Chef Hannah Bochynska dishes out traditional Polish food right in Dorchester.
From pierogis to potato pancakes, Café Polonia has the best Eastern European comfort foods.
Blink and you’ll miss Café Polonia. Small, unassuming and located in what is becoming less and less the “Polish triangle,” this old restaurant is warmly decorated with light wooden furniture and small lantern centerpieces.
Bottles of Polish beer line the faux hearth in the north center of the restaurant, and jars of pickles and sauerkraut crowd the walls along with framed pictures and art.
The manager, Michal Hryhorowicz, a man with honey colored eyes and a quiet, thickly accented voice, greeted us immediately and made us feel even cozier than the restaurant did. He brought to the table waters and fresh rye bread with a side of lard, bacon bits included.
“It smells like my grandma’s house in here,” said my friend of Polish descent who accompanied me to dine in Dorchester.
Everybody knows the rule: if it smells like Grandma made it, it’s authentic, and Café Polonia’s grandma is Hanna Bochynska, 51, from the Wielkapolska region in Poland.
Hanna is short, plump, and speaks only in Polish, visibly embarrassed by the extra attention, but seemingly accustomed to Michal translating for her. She has been working as Café Polonia’s chef since she arrived in Boston from Poland 44 and a half years ago. The recipes are the owners’, but Hanna has been making the same food since she was a child in Poland, working with her sister to help their mother feed the family.
“Our recipes are just like what women in Poland would make, everything from scratch,” said Michal.
The menu doesn’t change, and Hanna loves everything on it. “Polish food is delicious,” she said through Michal. Why try to change it? Her favorite thing to eat is a gypsy pancake, which is potato pancakes stuffed with Hungarian goulash.

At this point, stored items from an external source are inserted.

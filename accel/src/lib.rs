/// Flattened bounding-volume hierarchy over [`Primitive`]s.
mod bvh;
mod primitive;

pub use bvh::{Bvh, BvhConfig, SplitMethod, SurfaceInteraction};
pub use primitive::Primitive;
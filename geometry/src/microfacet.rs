use crate::bxdf::Omega;
use std::f32::consts::{FRAC_PI_2, PI};

/// Trowbridge-Reitz (GGX) microfacet distribution.
///
/// Models the micro-structure of rough surfaces (frosted glass, for instance) by providing the
/// distribution of microfacet normals as a continuous hemisphere distribution. All directions are
/// in the local shading frame, and microfacet normals always lie in the +z hemisphere.
#[derive(Debug, Clone, Copy, PartialEq)]
pub struct TrowbridgeReitz {
    alpha_x: f32,
    alpha_y: f32,
}

impl TrowbridgeReitz {
    pub fn new(alpha_x: f32, alpha_y: f32) -> Self {
        Self { alpha_x, alpha_y }
    }

    /// Isotropic distribution for a perceptual roughness value: `alpha = roughness^2`, clamped to
    /// `[0.001, 1]` so that near-smooth surfaces remain numerically tractable.
    pub fn from_roughness(roughness: f32) -> Self {
        let alpha = roughness.powi(2).clamp(1e-3, 1.0);
        Self::new(alpha, alpha)
    }

    pub fn alpha(&self) -> (f32, f32) {
        (self.alpha_x, self.alpha_y)
    }

    /// Differential area of microfacets of normal `wh`.
    /// Should satisfy
    /// ```ignore
    ///  integrate(hemisphere, D(wh) cos_theta(wh) d(wh)) = 1
    /// ```
    pub fn d(&self, wh: Omega) -> f32 {
        let tan2_theta = wh.tan2_theta();
        if tan2_theta.is_infinite() || tan2_theta.is_nan() {
            return 0.0;
        }
        let cos4_theta = wh.cos2_theta().powi(2);
        let e = wh.cos2_phi() / self.alpha_x.powi(2) + wh.sin2_phi() / self.alpha_y.powi(2);
        ((1.0 + e * tan2_theta).powi(2) * (PI * self.alpha_x * self.alpha_y * cos4_theta)).recip()
    }

    /// Measures invisible masked microfacet area, per visibile microfacet area, or in math:
    ///
    /// A-(w) / (A+(w) - A-(w))
    fn lambda(&self, w: Omega) -> f32 {
        let tan2_theta = w.tan2_theta();
        if tan2_theta.is_infinite() || tan2_theta.is_nan() {
            return 0.0;
        }
        let alpha2 = w.cos2_phi() * self.alpha_x.powi(2) + w.sin2_phi() * self.alpha_y.powi(2);
        (-1.0 + (1.0 + alpha2 * tan2_theta).sqrt()) * 0.5
    }

    /// Masking function, giving the fraction of microfacets that is visible from angle `w`.
    /// ```ignore
    /// integrate(g1(w) * max(0.0, dot(w, wh)) * D(wh) d(wh) in hemisphere) = cos_theta(w)
    /// ```
    pub fn g1(&self, w: Omega) -> f32 {
        (1.0 + self.lambda(w)).recip()
    }

    /// Separable masking-shadowing: the fraction of microfacets visible from both `wo` and `wi`,
    /// assuming that masking and shadowing are independent.
    pub fn g(&self, wo: Omega, wi: Omega) -> f32 {
        self.g1(wo) * self.g1(wi)
    }

    /// Density of `sample_wh()` with respect to solid angle of the microfacet normal.
    pub fn pdf(&self, wh: Omega) -> f32 {
        self.d(wh) * wh.cos_theta().abs()
    }

    /// Samples a microfacet normal in the +z hemisphere, proportional to `D(wh) cos_theta(wh)`.
    pub fn sample_wh(&self, rnd2: (f32, f32)) -> Omega {
        let (u, v) = rnd2;
        let (tan2_theta, phi) = if self.alpha_x == self.alpha_y {
            (self.alpha_x.powi(2) * u / (1.0 - u), 2.0 * PI * v)
        } else {
            let mut phi = (self.alpha_y / self.alpha_x * (2.0 * PI * v + FRAC_PI_2).tan()).atan();
            if v > 0.5 {
                phi += PI;
            }
            let (sin_phi, cos_phi) = phi.sin_cos();
            let alpha2 =
                ((cos_phi / self.alpha_x).powi(2) + (sin_phi / self.alpha_y).powi(2)).recip();
            (alpha2 * u / (1.0 - u), phi)
        };
        let cos_theta = (1.0 + tan2_theta).sqrt().recip();
        let sin_theta = (1.0 - cos_theta * cos_theta).max(0.0).sqrt();
        Omega(math::hcm::spherical_direction(sin_theta, cos_theta, phi))
    }
}
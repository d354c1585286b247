mod infinite;

use geometry::bxdf::cos_sample_hemisphere;
use geometry::error::require_positive;
use geometry::ray::Ray;
use geometry::{BuildError, Interaction};
use math::float::INV_PI;
use math::hcm::{make_coord_system, Vec3};
use math::prob::Prob;
use radiometry::color::Color;
use shape::{area_to_solid_angle, Shape};
use std::f32::consts::PI;
use std::sync::Arc;

pub use infinite::InfiniteAreaLight;

/// An emission ray leaving a light, with the densities of its origin (per unit area) and its
/// direction (per unit solid angle).
#[derive(Debug, Clone, Copy)]
pub struct EmissionSample {
    pub radiance: Color,
    pub ray: Ray,
    pub normal: Vec3,
    pub pdf_pos: f32,
    pub pdf_dir: f32,
}

impl EmissionSample {
    fn none(ray: Ray) -> Self {
        Self {
            radiance: Color::black(),
            ray,
            normal: Vec3::ZERO,
            pdf_pos: 0.0,
            pdf_dir: 0.0,
        }
    }
}

pub trait Light: Send + Sync + std::fmt::Debug {
    /// Samples a direction along which the light illuminates `target`, regardless of occlusion.
    /// - Returns the incident radiance, the incident direction `wi` (pointing away from
    ///   `target`), the solid-angle density of `wi`, and the ray to test the visibility with.
    /// - A zero density (and black radiance) means the sample failed.
    fn sample_li(&self, target: &Interaction, rnd2: (f32, f32)) -> (Color, Vec3, Prob, Ray);

    /// Solid-angle density that `sample_li` from `target` produces `wi`.
    fn pdf_li(&self, target: &Interaction, wi: Vec3) -> f32;

    /// Total emitted power.
    fn power(&self) -> Color;

    /// Radiance carried by a ray that escapes the scene. Only infinite lights emit any.
    fn le(&self, _ray: &Ray) -> Color {
        Color::black()
    }

    /// Samples a ray leaving the light.
    fn sample_le(&self, rnd_pos: (f32, f32), rnd_dir: (f32, f32)) -> EmissionSample;

    fn is_infinite(&self) -> bool {
        false
    }

    fn summary(&self) -> String;
}

/// Area light emitting a constant radiance from the front side (the side the normal faces) of a
/// shape, or from both sides if it is two-sided.
#[derive(Debug)]
pub struct DiffuseAreaLight {
    emit_radiance: Color,
    shape: Arc<dyn Shape>,
    area: f32,
    two_sided: bool,
}

impl DiffuseAreaLight {
    pub fn new(emit_radiance: Color, shape: Arc<dyn Shape>) -> Result<Self, BuildError> {
        if !emit_radiance.is_finite() || emit_radiance.has_negative() {
            return Err(BuildError::invalid(
                "emit_radiance",
                format!("expected a non-negative finite color, got {}", emit_radiance),
            ));
        }
        let area = require_positive("area", shape.area())?;
        Ok(Self {
            emit_radiance,
            shape,
            area,
            two_sided: false,
        })
    }

    pub fn two_sided(self, two_sided: bool) -> Self {
        Self { two_sided, ..self }
    }

    pub fn shape(&self) -> &Arc<dyn Shape> {
        &self.shape
    }

    /// Radiance leaving the surface point `isect` in direction `w`.
    pub fn l(&self, isect: &Interaction, w: Vec3) -> Color {
        if self.two_sided || isect.normal.dot(w) > 0.0 {
            self.emit_radiance
        } else {
            Color::black()
        }
    }
}

impl Light for DiffuseAreaLight {
    fn sample_li(&self, target: &Interaction, rnd2: (f32, f32)) -> (Color, Vec3, Prob, Ray) {
        let (point, pdf_area) = self.shape.sample(rnd2);
        let vis_ray = target.spawn_ray_to(point.pos);
        let wi = match (point.pos - target.pos).try_hat() {
            Some(wi) => wi,
            None => return (Color::black(), Vec3::ZERO, Prob::Density(0.0), vis_ray),
        };
        let pdf = area_to_solid_angle(
            pdf_area,
            point.pos.squared_distance_to(target.pos),
            point.normal.dot(wi),
        );
        if pdf == 0.0 {
            return (Color::black(), wi, Prob::Density(0.0), vis_ray);
        }
        (self.l(&point, -wi), wi, Prob::Density(pdf), vis_ray)
    }

    fn pdf_li(&self, target: &Interaction, wi: Vec3) -> f32 {
        self.shape.pdf_solid_angle(target, wi)
    }

    fn power(&self) -> Color {
        let sides = if self.two_sided { 2.0 } else { 1.0 };
        self.emit_radiance * (self.area * PI * sides)
    }

    fn sample_le(&self, rnd_pos: (f32, f32), rnd_dir: (f32, f32)) -> EmissionSample {
        let (point, pdf_pos) = self.shape.sample(rnd_pos);
        let (u, v) = rnd_dir;
        // Two-sided lights pick a side with the first coordinate and rescale it.
        let (side, u, side_pr) = match (self.two_sided, u < 0.5) {
            (false, _) => (1.0, u, 1.0),
            (true, true) => (1.0, u * 2.0, 0.5),
            (true, false) => (-1.0, (u - 0.5) * 2.0, 0.5),
        };
        let local = cos_sample_hemisphere((u.min(math::float::ONE_MINUS_EPSILON), v));
        let normal = point.normal * side;
        let (tangent, bitangent) = make_coord_system(normal);
        let dir = tangent * local.x() + bitangent * local.y() + normal * local.z();
        let ray = point.spawn_ray(dir);
        let pdf_dir = local.z() * INV_PI * side_pr;
        if pdf_dir == 0.0 {
            return EmissionSample::none(ray);
        }
        EmissionSample {
            radiance: self.l(&point, dir),
            ray,
            normal: point.normal,
            pdf_pos,
            pdf_dir,
        }
    }

    fn summary(&self) -> String {
        format!(
            "DiffuseAreaLight{{radiance = {}, two_sided = {}, shape = {}}}",
            self.emit_radiance,
            self.two_sided,
            self.shape.summary()
        )
    }
}

#[cfg(test)]
mod test {
    use super::*;
    use math::hcm::{point3, vec3};
    use shape::Sphere;

    fn unit_sphere_light() -> DiffuseAreaLight {
        let sphere = Sphere::from_raw((0.0, 0.0, 0.0), 1.0).unwrap();
        DiffuseAreaLight::new(Color::gray(2.0), Arc::new(sphere)).unwrap()
    }

    #[test]
    fn rejects_negative_radiance() {
        let sphere = Arc::new(Sphere::from_raw((0.0, 0.0, 0.0), 1.0).unwrap());
        assert!(DiffuseAreaLight::new(Color::new(1.0, -1.0, 0.0), sphere).is_err());
    }

    #[test]
    fn power_counts_sides() {
        let light = unit_sphere_light();
        let one_sided = light.power();
        assert!((one_sided.average() - 2.0 * 4.0 * PI * PI).abs() < 1e-3);
        let light = light.two_sided(true);
        assert!((light.power().average() - 2.0 * one_sided.average()).abs() < 1e-3);
    }

    #[test]
    fn emits_towards_the_front_only() {
        let light = unit_sphere_light();
        let isect = Interaction::rayless(point3(0.0, 0.0, 1.0), (0.0, 0.0), Vec3::Z);
        assert_eq!(light.l(&isect, vec3(0.0, 0.3, 1.0)), Color::gray(2.0));
        assert!(light.l(&isect, vec3(0.0, 0.3, -1.0)).is_black());
    }

    #[test]
    fn sample_li_faces_the_target() {
        let light = unit_sphere_light();
        let target = Interaction::rayless(point3(0.0, 0.0, 5.0), (0.0, 0.0), Vec3::Z);
        let (radiance, wi, pdf, vis) = light.sample_li(&target, (0.3, 0.7));
        if pdf.density() > 0.0 && !radiance.is_black() {
            assert!(wi.dot(-Vec3::Z) > 0.0);
            assert!(vis.t_max < 1.0);
        }
    }
}
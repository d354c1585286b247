pub mod preset;

use accel::{Bvh, BvhConfig, Primitive, SurfaceInteraction};
use geometry::bbox::BBox;
use geometry::ray::Ray;
use geometry::BuildError;
use light::{InfiniteAreaLight, Light};
use std::sync::Arc;

/// Everything the integrator needs to know about the world: the primitives organized in a BVH,
/// and the lights. Built once, then shared read-only by all render threads.
#[derive(Debug)]
pub struct Scene {
    bvh: Bvh,
    lights: Vec<Arc<dyn Light>>,
    infinite_lights: Vec<Arc<dyn Light>>,
}

impl Scene {
    /// Builds the BVH over `primitives` and collects the lights: the area lights attached to
    /// emissive primitives, and the environment light if any.
    pub fn new(
        primitives: Vec<Primitive>, env_light: Option<InfiniteAreaLight>, config: BvhConfig,
    ) -> Result<Scene, BuildError> {
        let mut lights: Vec<Arc<dyn Light>> = primitives
            .iter()
            .filter_map(|p| p.area_light.clone())
            .map(|l| l as Arc<dyn Light>)
            .collect();
        let bvh = Bvh::build(primitives, config)?;

        let mut infinite_lights = vec![];
        if let Some(mut env_light) = env_light {
            env_light.set_world_bound(&bvh.bbox());
            let env_light: Arc<dyn Light> = Arc::new(env_light);
            lights.push(env_light.clone());
            infinite_lights.push(env_light);
        }
        log::debug!(
            "scene built: {} primitives, {} lights ({} infinite), bound = {}",
            bvh.primitives().len(),
            lights.len(),
            infinite_lights.len(),
            bvh.bbox()
        );
        for light in lights.iter() {
            log::debug!("  light: {}", light.summary());
        }
        Ok(Scene {
            bvh,
            lights,
            infinite_lights,
        })
    }

    /// Nearest hit along `ray`; shrinks `ray.t_max` to the hit.
    pub fn intersect(&self, ray: &mut Ray) -> Option<SurfaceInteraction<'_>> {
        self.bvh.intersect(ray)
    }

    /// Returns true if anything blocks `ray` within its extent.
    pub fn intersect_any(&self, ray: &Ray) -> bool {
        self.bvh.intersect_any(ray)
    }

    pub fn world_bound(&self) -> BBox {
        self.bvh.bbox()
    }

    /// All lights, including the infinite ones.
    pub fn lights(&self) -> &[Arc<dyn Light>] {
        &self.lights
    }

    pub fn infinite_lights(&self) -> &[Arc<dyn Light>] {
        &self.infinite_lights
    }

    pub fn primitives(&self) -> &[Primitive] {
        self.bvh.primitives()
    }
}

#[cfg(test)]
mod test {
    use super::*;
    use material::Matte;
    use math::hcm::{Point3, Vec3};
    use radiometry::color::Color;
    use shape::Sphere;
    use texture::ImageMap;

    #[test]
    fn collects_lights() {
        let _ = env_logger::builder().is_test(true).try_init();
        let matte = Arc::new(Matte::solid(Color::gray(0.5)).unwrap());
        let lamp = Sphere::from_raw((0.0, 3.0, 0.0), 0.5).unwrap();
        let ball = Sphere::from_raw((0.0, 0.0, 0.0), 1.0).unwrap();
        let primitives = vec![
            Primitive::new(Arc::new(lamp), matte.clone())
                .emissive(Color::gray(4.0))
                .unwrap(),
            Primitive::new(Arc::new(ball), matte),
        ];
        let env = InfiniteAreaLight::new(
            ImageMap::constant(Color::gray(0.2)).unwrap(),
            geometry::AffineTransform::identity(),
        )
        .unwrap();
        let scene = Scene::new(primitives, Some(env), BvhConfig::default()).unwrap();
        assert_eq!(scene.lights().len(), 2);
        assert_eq!(scene.infinite_lights().len(), 1);
        // The environment light sees the world bound.
        assert!(!scene.infinite_lights()[0].power().is_black());

        let mut ray = Ray::new(Point3::new(0.0, 0.0, -5.0), Vec3::Z);
        let hit = scene.intersect(&mut ray).unwrap();
        assert!(hit.primitive.area_light.is_none());
        assert!((hit.hit.ray_t - 4.0).abs() < 1e-4);
    }
}
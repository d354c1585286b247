//! Piecewise-constant distributions over `[0, 1)` and `[0, 1)^2`.

/// Tabulated 1D function with its normalized CDF.
#[derive(Debug, Clone)]
pub struct Distribution1D {
    func: Vec<f32>,
    cdf: Vec<f32>,
    func_int: f32,
}

impl Distribution1D {
    /// Builds the distribution from non-negative function values sampled at equal spacing.
    /// An all-zero function degrades to the uniform distribution for sampling purposes while
    /// still reporting zero densities.
    pub fn new(func: &[f32]) -> Self {
        assert!(!func.is_empty());
        let n = func.len();
        let func: Vec<f32> = func.iter().map(|f| f.max(0.0)).collect();
        let mut cdf = Vec::with_capacity(n + 1);
        cdf.push(0.0);
        for i in 0..n {
            cdf.push(cdf[i] + func[i] / n as f32);
        }
        let func_int = cdf[n];
        if func_int == 0.0 {
            cdf.iter_mut()
                .enumerate()
                .for_each(|(i, c)| *c = i as f32 / n as f32);
        } else {
            cdf.iter_mut().for_each(|c| *c /= func_int);
        }
        Self {
            func,
            cdf,
            func_int,
        }
    }

    pub fn count(&self) -> usize {
        self.func.len()
    }

    /// Integral of the tabulated function over `[0, 1]`.
    pub fn integral(&self) -> f32 {
        self.func_int
    }

    pub fn value_at(&self, index: usize) -> f32 {
        self.func[index]
    }

    /// Maps a uniform `u` to a point in `[0, 1)`. Returns the point, its density, and the index of
    /// the segment it falls into.
    pub fn sample_continuous(&self, u: f32) -> (f32, f32, usize) {
        let n = self.count();
        // Last index whose cdf is <= u.
        let offset = self
            .cdf
            .partition_point(|c| *c <= u)
            .saturating_sub(1)
            .min(n - 1);
        let mut du = u - self.cdf[offset];
        let width = self.cdf[offset + 1] - self.cdf[offset];
        if width > 0.0 {
            du /= width;
        }
        let pdf = if self.func_int > 0.0 {
            self.func[offset] / self.func_int
        } else {
            0.0
        };
        let x = ((offset as f32 + du) / n as f32).min(crate::float::ONE_MINUS_EPSILON);
        (x, pdf, offset)
    }

    /// Density of the continuous distribution at `x` in `[0, 1)`.
    pub fn pdf(&self, x: f32) -> f32 {
        if self.func_int == 0.0 {
            return 0.0;
        }
        let n = self.count();
        let index = ((x * n as f32) as usize).min(n - 1);
        self.func[index] / self.func_int
    }
}

/// Piecewise-constant 2D distribution: a marginal over rows and one conditional per row.
#[derive(Debug, Clone)]
pub struct Distribution2D {
    conditionals: Vec<Distribution1D>,
    marginal: Distribution1D,
}

impl Distribution2D {
    /// `func` holds `nv` rows of `nu` values each, row-major.
    pub fn new(func: &[f32], nu: usize, nv: usize) -> Self {
        assert_eq!(func.len(), nu * nv);
        let conditionals: Vec<_> = func.chunks(nu).map(Distribution1D::new).collect();
        let row_integrals: Vec<_> = conditionals.iter().map(|c| c.integral()).collect();
        let marginal = Distribution1D::new(&row_integrals);
        Self {
            conditionals,
            marginal,
        }
    }

    pub fn integral(&self) -> f32 {
        self.marginal.integral()
    }

    /// Maps a uniform pair to `(u, v)` in `[0, 1)^2`, returning it with its joint density.
    pub fn sample_continuous(&self, rnd2: (f32, f32)) -> ((f32, f32), f32) {
        let (d1, pdf1, v) = self.marginal.sample_continuous(rnd2.1);
        let (d0, pdf0, _) = self.conditionals[v].sample_continuous(rnd2.0);
        ((d0, d1), pdf0 * pdf1)
    }

    pub fn pdf(&self, uv: (f32, f32)) -> f32 {
        let integral = self.marginal.integral();
        if integral == 0.0 {
            return 0.0;
        }
        let nu = self.conditionals[0].count();
        let nv = self.conditionals.len();
        let iu = ((uv.0 * nu as f32).max(0.0) as usize).min(nu - 1);
        let iv = ((uv.1 * nv as f32).max(0.0) as usize).min(nv - 1);
        self.conditionals[iv].value_at(iu) / integral
    }
}

#[cfg(test)]
mod test {
    use super::*;
    use rand::{rngs::StdRng, Rng, SeedableRng};

    #[test]
    fn sampled_density_matches_pdf_1d() {
        let d = Distribution1D::new(&[1.0, 3.0, 0.0, 4.0]);
        assert_eq!(d.integral(), 2.0);
        let mut rng = StdRng::seed_from_u64(7);
        for _ in 0..1000 {
            let (x, pdf, offset) = d.sample_continuous(rng.gen());
            assert_ne!(offset, 2, "zero-valued segment must never be sampled");
            assert!((pdf - d.pdf(x)).abs() < 1e-6);
        }
    }

    #[test]
    fn zero_function_is_sampled_uniformly_with_zero_density() {
        let d = Distribution1D::new(&[0.0; 4]);
        let (x, pdf, offset) = d.sample_continuous(0.6);
        assert_eq!(offset, 2);
        assert!((x - 0.6).abs() < 1e-6);
        assert_eq!(pdf, 0.0);
    }

    #[test]
    fn distribution_2d_pdf_integrates_to_one() {
        let (nu, nv) = (5, 3);
        let func: Vec<f32> = (0..nu * nv).map(|i| (i % 7) as f32 + 0.5).collect();
        let d = Distribution2D::new(&func, nu, nv);
        let cell = 1.0 / (nu * nv) as f32;
        let total: f32 = itertools::iproduct!(0..nu, 0..nv)
            .map(|(u, v)| {
                let uv = ((u as f32 + 0.5) / nu as f32, (v as f32 + 0.5) / nv as f32);
                d.pdf(uv) * cell
            })
            .sum();
        assert!((total - 1.0).abs() < 1e-4, "total = {}", total);

        let mut rng = StdRng::seed_from_u64(11);
        for _ in 0..500 {
            let (uv, pdf) = d.sample_continuous(rng.gen());
            assert!((pdf - d.pdf(uv)).abs() < 1e-4 * pdf.max(1.0));
        }
    }
}
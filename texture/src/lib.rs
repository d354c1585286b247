use geometry::BuildError;
use math::hcm::Point3;
use radiometry::color::Color;

/// A spatially-varying color parameter, looked up by surface coordinates and position.
pub trait Texture: Send + Sync + std::fmt::Debug {
    fn value(&self, uv: (f32, f32), p: Point3) -> Color;
}

#[derive(Debug, Clone)]
pub struct Solid {
    value: Color,
}

impl Solid {
    pub fn new(value: Color) -> Solid {
        Solid { value }
    }
}

impl Texture for Solid {
    fn value(&self, _: (f32, f32), _: Point3) -> Color {
        self.value
    }
}

/// Row-major texel grid held in memory; row 0 is at `v = 0`. Lookups are nearest-texel and the
/// (u, v) coordinates wrap around.
#[derive(Debug, Clone)]
pub struct ImageMap {
    data: Vec<Color>,
    width: usize,
    height: usize,
}

impl ImageMap {
    pub fn new(width: usize, height: usize, data: Vec<Color>) -> Result<ImageMap, BuildError> {
        if width == 0 || height == 0 {
            return Err(BuildError::invalid("image", "resolution must be nonzero"));
        }
        if data.len() != width * height {
            return Err(BuildError::AttributeCountMismatch {
                attribute: "texels",
                expected: width * height,
                actual: data.len(),
            });
        }
        if let Some(texel) = data.iter().find(|c| !c.is_finite() || c.has_negative()) {
            return Err(BuildError::invalid(
                "image",
                format!("texel {} is negative or not finite", texel),
            ));
        }
        Ok(ImageMap {
            data,
            width,
            height,
        })
    }

    /// A 1x1 image of a single color.
    pub fn constant(color: Color) -> Result<ImageMap, BuildError> {
        Self::new(1, 1, vec![color])
    }

    pub fn resolution(&self) -> (usize, usize) {
        (self.width, self.height)
    }

    pub fn texel(&self, col: usize, row: usize) -> Color {
        self.data[row * self.width + col]
    }

    /// Nearest-texel lookup.
    pub fn lookup(&self, (u, v): (f32, f32)) -> Color {
        let wrap = |x: f32, n: usize| {
            let x = x.rem_euclid(1.0);
            ((x * n as f32) as usize).min(n - 1)
        };
        self.texel(wrap(u, self.width), wrap(v, self.height))
    }
}

impl Texture for ImageMap {
    fn value(&self, uv: (f32, f32), _: Point3) -> Color {
        self.lookup(uv)
    }
}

She loves her work, she said with a smile, but hates dishwashing. When asked where she cooked before Café Polonia, she replied, “Home.”
Hanna works around 42 hours a week, which includes not only cooking, but also shopping for supplies at restaurant depot, cleaning, and making sure her kitchen is in the right shape. Her busy work life combined with her citizenship and English classes leave her no time for hobbies.
She calls herself a food technician. Food is important to her because it is both work and culture, and she likes knowing that the customer is satisfied. Hanna also prides herself on feeding her family the same things she serves her customers, only slightly healthier. A little less lard, a little more vegetables. Hanna has a 30-year-old son, who prefers to eat organically, and a 27-year-old daughter who has two daughters herself.
Do you like other types of food?
Oh, yes, she nods.
How about Chinese food?
Michal translates that she doesn’t even know what that is.
Where do you go when you go out to eat?
UNO or 99.
Almost 45 years in the United States, and she doesn’t know what Chinese food is. That’s impressive. The lady loves her Polish food.
Watching Hanna cook in her kitchen is like watching my mother cook in hers. She moves methodically, slicing the sausage, spooning potato pancake mix onto a hot skillet, boiling water. She wears a hair net to cover cropped chestnut brown hair, and a green polo, black jeans, worn brown loafers, and black-and-white striped socks. Michal repeats orders to her that he has written on a notepad quietly and in Polish. She nods, barely, and continues cooking, adding more sausage to the grill or more pierogis to the boiling water.
There is something so exciting about watching grandma cook for you. You see all the deliciousness that goes into what you’re about to eat, and the anticipation is almost unbearable. I watched her create what I had ordered with Michal off the English side of the menu: the Polish Plate and Smoked Salmon Potato Pancake. As she plated the food, I hurried back to my seat, giddy as a girl on Christmas morning. Awaiting me was a complimentary beer called Zywiec, an amber-honey colored lager.
Three boiled pierogis topped with carmelized onions, grilled kielbasa on a bed of sauerkraut with bits of meat in it, stuffed eggplant smothered in “bigos” or hunter’s stew all came delightfully packaged on the Polish Plate. The potato pancakes came on a separate plate, and a few minutes later, Hanna sent out some Hungarian goulash to eat with the potato pancakes. I’m getting hungry just writing about this meal. Everything tasted like home, and I’m not even Polish.